2004 Angélus, St-Emilion

SKU #1031347 95 points Robert Parker's Wine Advocate

 This 7,500-case blend of 62% Merlot and 38% Cabernet Franc is one of the strongest wines of the vintage. A deep blue/purple hue is accompanied by classic aromas of smoky blueberries and blackberries as well as incense and floral notes in the background. A beautiful texture, opulence, flamboyance, and purity characterize this stunningly deep, full-bodied effort, another great success from proprietor Hubert de Bouard. Anticipated maturity: 2009-2022.  (1/2007)

95 points Wine & Spirits

 Like the best of the St-Emilions of this vintage, Angélus seems to glow in the glass, the intensity of its color matched by the silken brocade of its tannin.
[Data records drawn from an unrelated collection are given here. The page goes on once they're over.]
//! Application configuration module
//!
//! This module provides type-safe configuration loading from environment variables
//! using the `config` and `dotenvy` crates. Configuration is loaded with the
//! `INTAKE_BOT` prefix and nested values are separated by double underscores.
//!
//! # Example
//!
//! ```no_run
//! use intake_bot::config::AppConfig;
//!
//! let config = AppConfig::load().expect("Failed to load configuration");
//! config.validate().expect("Invalid configuration");
//!
//! println!("Menus rendered as {:?}", config.telegram.menu_style);
//! ```

mod error;
mod intake;
mod runtime;
mod telegram;

pub use error::{ConfigError, ValidationError};
pub use intake::IntakeConfig;
pub use runtime::{Environment, LogFormat, RuntimeConfig};
pub use telegram::{MenuStyle, TelegramConfig};

use serde::Deserialize;

/// Root application configuration
///
/// Load using [`AppConfig::load()`] which reads from environment variables.
#[derive(Debug, Clone, Deserialize)]
pub struct AppConfig {
    /// Bot connection and doctors destination
    #[serde(default)]
    pub telegram: TelegramConfig,

    /// Intake form behaviour
    #[serde(default)]
    pub intake: IntakeConfig,

    /// Environment and logging
    #[serde(default)]
    pub runtime: RuntimeConfig,
}

impl AppConfig {
    /// Load configuration from environment variables
    ///
    /// This function:
    /// 1. Loads `.env` file if present (for development)
    /// 2. Reads environment variables with `INTAKE_BOT` prefix
    /// 3. Uses `__` (double underscore) to separate nested values
    /// 4. Deserializes into typed configuration structs
    ///
    /// # Environment Variable Format
    ///
    /// - `INTAKE_BOT__TELEGRAM__BOT_TOKEN=...` -> `telegram.bot_token = ...`
    /// - `INTAKE_BOT__INTAKE__SUBMISSION=confirm` -> `intake.submission = confirm`
    ///
    /// # Errors
    ///
    /// Returns `ConfigError` if values cannot be parsed into expected types.
    pub fn load() -> Result<Self, ConfigError> {
        // Load .env file if present (development)
        dotenvy::dotenv().ok();

        let config = config::Config::builder()
            .add_source(
                config::Environment::default()
                    .prefix("INTAKE_BOT")
                    .separator("__"),
            )
            .build()?
            .try_deserialize()?;

        Ok(config)
    }

    /// Validate all configuration values
    ///
    /// # Errors
    ///
    /// Returns `ValidationError` for a missing or malformed bot token, a
    /// missing doctors chat or an unparsable log filter.
    pub fn validate(&self) -> Result<(), ValidationError> {
        self.telegram.validate()?;
        self.runtime.validate()?;
        Ok(())
    }

    /// Check if running in production environment
    pub fn is_production(&self) -> bool {
        self.runtime.is_production()
    }
}

#[cfg(test)]
mod tests {
    use super::*;
    use crate::domain::intake::SubmissionPolicy;
    use secrecy::ExposeSecret;
    use std::env;
    use std::sync::Mutex;

    // Mutex to ensure tests don't run in parallel (env vars are global)
    static ENV_MUTEX: Mutex<()> = Mutex::new(());

    const VARS: [&str; 7] = [
        "INTAKE_BOT__TELEGRAM__BOT_TOKEN",
        "INTAKE_BOT__TELEGRAM__DOCTORS_CHAT_ID",
        "INTAKE_BOT__TELEGRAM__MENU_STYLE",
        "INTAKE_BOT__TELEGRAM__SKIP_PENDING_UPDATES",
        "INTAKE_BOT__INTAKE__SUBMISSION",
        "INTAKE_BOT__RUNTIME__ENVIRONMENT",
        "INTAKE_BOT__RUNTIME__LOG_FORMAT",
    ];

    fn set_minimal_env() {
        env::set_var("INTAKE_BOT__TELEGRAM__BOT_TOKEN", "123456:ABC-def");
        env::set_var("INTAKE_BOT__TELEGRAM__DOCTORS_CHAT_ID", "-1001234567890");
    }

    fn clear_env() {
        for var in VARS {
            env::remove_var(var);
        }
    }

    #[test]
    fn test_load_from_environment() {
        let _guard = ENV_MUTEX.lock().unwrap();
        set_minimal_env();
        let result = AppConfig::load();
        clear_env();

        assert!(result.is_ok(), "Failed to load config: {:?}", result.err());
        let config = result.unwrap();
        assert_eq!(config.telegram.bot_token.expose_secret(), "123456:ABC-def");
        assert_eq!(config.telegram.doctors_chat_id, -1001234567890);
    }

    #[test]
    fn test_validate_full_config() {
        let _guard = ENV_MUTEX.lock().unwrap();
        set_minimal_env();
        let result = AppConfig::load();
        clear_env();

        let config = result.unwrap();
        assert!(config.validate().is_ok());
    }

    #[test]
    fn test_defaults() {
        let _guard = ENV_MUTEX.lock().unwrap();
        set_minimal_env();
        let result = AppConfig::load();
        clear_env();

        let config = result.unwrap();
        assert_eq!(config.telegram.menu_style, MenuStyle::Inline);
        assert!(config.telegram.skip_pending_updates);
        assert_eq!(config.intake.submission, SubmissionPolicy::Immediate);
        assert_eq!(config.runtime.log_format, LogFormat::Pretty);
        assert!(!config.is_production());
    }

    #[test]
    fn test_overrides() {
        let _guard = ENV_MUTEX.lock().unwrap();
        set_minimal_env();
        env::set_var("INTAKE_BOT__TELEGRAM__MENU_STYLE", "reply");
        env::set_var("INTAKE_BOT__TELEGRAM__SKIP_PENDING_UPDATES", "false");
        env::set_var("INTAKE_BOT__INTAKE__SUBMISSION", "confirm");
        env::set_var("INTAKE_BOT__RUNTIME__ENVIRONMENT", "production");
        env::set_var("INTAKE_BOT__RUNTIME__LOG_FORMAT", "json");
        let result = AppConfig::load();
        clear_env();

        let config = result.unwrap();
        assert_eq!(config.telegram.menu_style, MenuStyle::Reply);
        assert!(!config.telegram.skip_pending_updates);
        assert_eq!(config.intake.submission, SubmissionPolicy::Confirm);
        assert_eq!(config.runtime.log_format, LogFormat::Json);
        assert!(config.is_production());
    }

    #[test]
    fn test_missing_token_fails_validation() {
        let _guard = ENV_MUTEX.lock().unwrap();
        clear_env();
        env::set_var("INTAKE_BOT__TELEGRAM__DOCTORS_CHAT_ID", "-100");
        let result = AppConfig::load();
        clear_env();

        let config = result.unwrap();
        assert_eq!(
            config.validate(),
            Err(ValidationError::MissingRequired("TELEGRAM__BOT_TOKEN"))
        );
    }
}
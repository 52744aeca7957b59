//! Application layer - Handlers driving the intake form.
//!
//! This layer orchestrates domain operations and coordinates between ports.

pub mod handlers;

pub use handlers::{DialogueDriver, DialogueError};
My notes are all about the expression of those tannins-espresso beans, dark chocolate, relentless, aristocratic, too young to touch. The fruit reveals itself in Merlot richness and Cabernet Franc power (a 60-40 blend), unlikely to show more detail before it's ten or 12 years old.  (10/2007)

94 points James Suckling

 Full of dark fruits and sweet tobacco character. Full-bodied, with super fine, silky tannins and a long finish. Give it another three years.  (4/2012)
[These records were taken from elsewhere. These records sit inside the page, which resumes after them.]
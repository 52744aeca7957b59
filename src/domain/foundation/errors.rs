//! Error types for the domain layer.

use thiserror::Error;

/// Errors raised when a domain value or transition is rejected.
#[derive(Debug, Clone, PartialEq, Eq, Error)]
pub enum ValidationError {
    #[error("Field '{field}' has invalid format: {reason}")]
    InvalidFormat { field: String, reason: String },

    #[error("Cannot move from {from} to {to}")]
    InvalidTransition { from: String, to: String },
}

impl ValidationError {
    /// Creates an invalid format validation error.
    pub fn invalid_format(field: impl Into<String>, reason: impl Into<String>) -> Self {
        ValidationError::InvalidFormat {
            field: field.into(),
            reason: reason.into(),
        }
    }

    /// Creates a rejected state transition error.
    pub fn invalid_transition(from: impl Into<String>, to: impl Into<String>) -> Self {
        ValidationError::InvalidTransition {
            from: from.into(),
            to: to.into(),
        }
    }
}
//! Foundation module - Shared domain primitives.
//!
//! Contains identifiers, the state machine trait and the
//! validation error used across the intake domain.

mod errors;
mod ids;
mod state_machine;

pub use errors::ValidationError;
pub use ids::{ConversationId, EventId, RecipientId};
pub use state_machine::StateMachine;
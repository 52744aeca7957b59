//! Per-conversation serialization.

use std::collections::HashMap;
use std::sync::Arc;
use tokio::sync::{Mutex, OwnedMutexGuard};

use crate::domain::foundation::ConversationId;

/// One async mutex per conversation.
///
/// Events for the same conversation run one after another; different
/// conversations never wait on each other. Slots nobody holds or waits on
/// are dropped on the next acquire.
#[derive(Debug, Default)]
pub struct ConversationLocks {
    slots: Mutex<HashMap<ConversationId, Arc<Mutex<()>>>>,
}

impl ConversationLocks {
    pub fn new() -> Self {
        Self::default()
    }

    /// Waits until no other event of `id` is being processed.
    pub async fn acquire(&self, id: ConversationId) -> OwnedMutexGuard<()> {
        let slot = {
            let mut slots = self.slots.lock().await;
            slots.retain(|key, slot| *key == id || Arc::strong_count(slot) > 1);
            Arc::clone(slots.entry(id).or_default())
        };
        slot.lock_owned().await
    }

    /// Number of conversations with a live slot.
    pub async fn len(&self) -> usize {
        self.slots.lock().await.len()
    }
}
//! Inbound events delivered by the message gateway.

use super::menu::MenuToken;
use crate::domain::foundation::ConversationId;

/// Something the user did in a conversation.
#[derive(Debug, Clone, PartialEq, Eq)]
pub enum InboundEvent {
    /// A typed text message.
    Text {
        conversation_id: ConversationId,
        text: String,
    },
    /// A button press carrying a menu token.
    MenuSelection {
        conversation_id: ConversationId,
        token: MenuToken,
    },
    /// Anything that is not text: photos, stickers, locations, ...
    OtherContent { conversation_id: ConversationId },
}

/// Borrowed view of an event's content, for matching in the driver.
#[derive(Debug, Clone, Copy, PartialEq, Eq)]
pub enum Payload<'a> {
    Text(&'a str),
    Menu(MenuToken),
    Other,
}

impl InboundEvent {
    pub fn text(conversation_id: ConversationId, text: impl Into<String>) -> Self {
        Self::Text {
            conversation_id,
            text: text.into(),
        }
    }

    pub fn menu(conversation_id: ConversationId, token: MenuToken) -> Self {
        Self::MenuSelection {
            conversation_id,
            token,
        }
    }

    pub fn other(conversation_id: ConversationId) -> Self {
        Self::OtherContent { conversation_id }
    }

    pub fn conversation_id(&self) -> ConversationId {
        match self {
            Self::Text { conversation_id, .. }
            | Self::MenuSelection { conversation_id, .. }
            | Self::OtherContent { conversation_id } => *conversation_id,
        }
    }

    pub fn payload(&self) -> Payload<'_> {
        match self {
            Self::Text { text, .. } => Payload::Text(text),
            Self::MenuSelection { token, .. } => Payload::Menu(*token),
            Self::OtherContent { .. } => Payload::Other,
        }
    }

    /// Short category name for logs.
    pub fn kind(&self) -> &'static str {
        match self {
            Self::Text { .. } => "text",
            Self::MenuSelection { .. } => "menu_selection",
            Self::OtherContent { .. } => "other_content",
        }
    }
}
91 points Stephen Tanzer's International Wine Cellar

 Deep ruby. Wild aromas of plum, redcurrant, game, underbrush and flowers; hints of liqueur-like superripeness. Supple and suave but also rich and large-scaled; seriously concentrated and deep for the vintage but less sweet than the 2005. This boasts lovely texture and broad, ripe tannins but I find more intensity and incipient complexity-not to mention purity and lift-in the young 2006.  (6/2007)

91 points Wine Spectator

 Dark ruby in color, with coffee bean, meat and berry aromas. Full-bodied, with velvety tannins and a medium finish. I love the texture. Balanced and stylish. Best after 2010.  (3/2007)

Jancis Robinson

 Dark blueish crimson still. Nicely balanced and juicy. A bit tough on the end still -- may always have a little too much tannin for its fruit. But the palate entry is delightful. Shame! Iron filings on the end. Favourite wine of the group.  (3/2014)

K&L Notes

93 points Neal Martin: "Tasted at Farr Vintners’ vertical from ex-chateau magnum. The 2004 has a very fragrant, more floral bouquet than the 2003 with fine definition and clarity, notes of wild strawberry and raspberry lifting from the glass with a hint of rose petal. The oak is very well integrated. The palate is well balanced with fine tannins, just a little hardness at the moment, suggesting that this needs another one or two years to mellow. It is a little foursquare towards the graceful finish but decent length. Salty tang on the aftertaste. Very fine indeed for the vintage. Tasted October 2011." (Wine Journal, 3/2012)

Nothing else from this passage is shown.